Chapitre 12 : Gauthier
Léonys tire le portique devant nous. Il esquisse un sourire vers le monospace. Mes amis nous saluent une dernière fois dans l’euphorie avant de s’éloigner. Hermes agite la main par la fenêtre. Il a un coup dans le nez pour le grand bonheur d’Anick et de Shelly qui chantent à tue-tête. Ericka redresse ses lunettes rondes en faisant de grand signe à George pour qu’il suive Lucie en scooter.
— Lucie sait où c’est ! l’entends-je.
Sa crie amicalement. J’ai la tête qui me tourne un peu de notre soirée.
— À demain ! hurle Hermes, toujours la tête hors de la voiture.
— Il est complétement déchiré, me fait remarquer Léo.
— Ça lui fait du bien. Il est toujours trop dans le contrôle depuis son accident de vélo.
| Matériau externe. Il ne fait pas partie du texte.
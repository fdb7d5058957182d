//! Sentinel visibility tracking for scroll containers.
//!
//! A [`VisibilityObserver`] hands out [`SentinelBinding`]s. Each binding
//! reports when its sentinel row crosses into or out of the viewport, widened
//! by a proximity margin. Dropping a binding unregisters it.

use std::collections::HashMap;
use std::sync::{Arc, Weak};

use parking_lot::Mutex;

/// Visible window of a scroll container, in rows.
#[derive(Debug, Clone, Copy, PartialEq, Eq, Default)]
pub struct Viewport {
    pub offset: usize,
    pub height: usize,
}

impl Viewport {
    pub fn new(offset: usize, height: usize) -> Self {
        Self { offset, height }
    }

    /// True when `row` lies above the bottom edge extended by `margin`.
    pub fn reaches(&self, row: usize, margin: usize) -> bool {
        row < self
            .offset
            .saturating_add(self.height)
            .saturating_add(margin)
    }
}

#[derive(Debug)]
struct Registration {
    margin: usize,
    last: Option<bool>,
}

#[derive(Debug, Default)]
struct ObserverInner {
    next_id: u64,
    registrations: HashMap<u64, Registration>,
}

#[derive(Debug, Clone, Default)]
pub struct VisibilityObserver {
    inner: Arc<Mutex<ObserverInner>>,
}

impl VisibilityObserver {
    pub fn new() -> Self {
        Self::default()
    }

    /// Register a sentinel with the given proximity margin.
    pub fn observe(&self, margin: usize) -> SentinelBinding {
        let mut inner = self.inner.lock();
        inner.next_id += 1;
        let id = inner.next_id;
        inner
            .registrations
            .insert(id, Registration { margin, last: None });
        tracing::debug!(binding = id, margin, "sentinel bound");
        SentinelBinding {
            id,
            observer: Arc::downgrade(&self.inner),
        }
    }

    pub fn active_bindings(&self) -> usize {
        self.inner.lock().registrations.len()
    }
}

/// Registration of one sentinel. Released on drop.
#[derive(Debug)]
pub struct SentinelBinding {
    id: u64,
    observer: Weak<Mutex<ObserverInner>>,
}

impl SentinelBinding {
    /// Report the sentinel's visibility if it changed since the last check.
    ///
    /// The first check after binding or [`rearm`](Self::rearm) always
    /// reports.
    pub fn check(&self, sentinel_row: usize, viewport: Viewport) -> Option<bool> {
        let observer = self.observer.upgrade()?;
        let mut inner = observer.lock();
        let registration = inner.registrations.get_mut(&self.id)?;
        let visible = viewport.reaches(sentinel_row, registration.margin);
        if registration.last == Some(visible) {
            return None;
        }
        registration.last = Some(visible);
        Some(visible)
    }

    /// Forget the last reported state so the next check reports again.
    pub fn rearm(&self) {
        if let Some(observer) = self.observer.upgrade() {
            if let Some(registration) = observer.lock().registrations.get_mut(&self.id) {
                registration.last = None;
            }
        }
    }

    pub fn margin(&self) -> Option<usize> {
        let observer = self.observer.upgrade()?;
        let inner = observer.lock();
        inner.registrations.get(&self.id).map(|r| r.margin)
    }
}

impl Drop for SentinelBinding {
    fn drop(&mut self) {
        if let Some(observer) = self.observer.upgrade() {
            observer.lock().registrations.remove(&self.id);
            tracing::debug!(binding = self.id, "sentinel released");
        }
    }
}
— T’es plus au courant que moi.
Léonys est étrangement sombre malgré la dizaine de verre qu’il a vidé et la joie factice collé sur son visage.
Il n’a pas encore digéré l’annonce. Je lui ai dit que Marc venait à mon mariage… accompagnée. Je n’ai pas osé lui dire qui était sa partenaire. Il n’a pas demandé. Ce sera la première fois qu’ils se revoient depuis leur séparation. J’ai toujours un peu de mal à réaliser qu’ils ne sont plus ensemble. Ça me parait si peu naturel. J’espère seulement que ça ira.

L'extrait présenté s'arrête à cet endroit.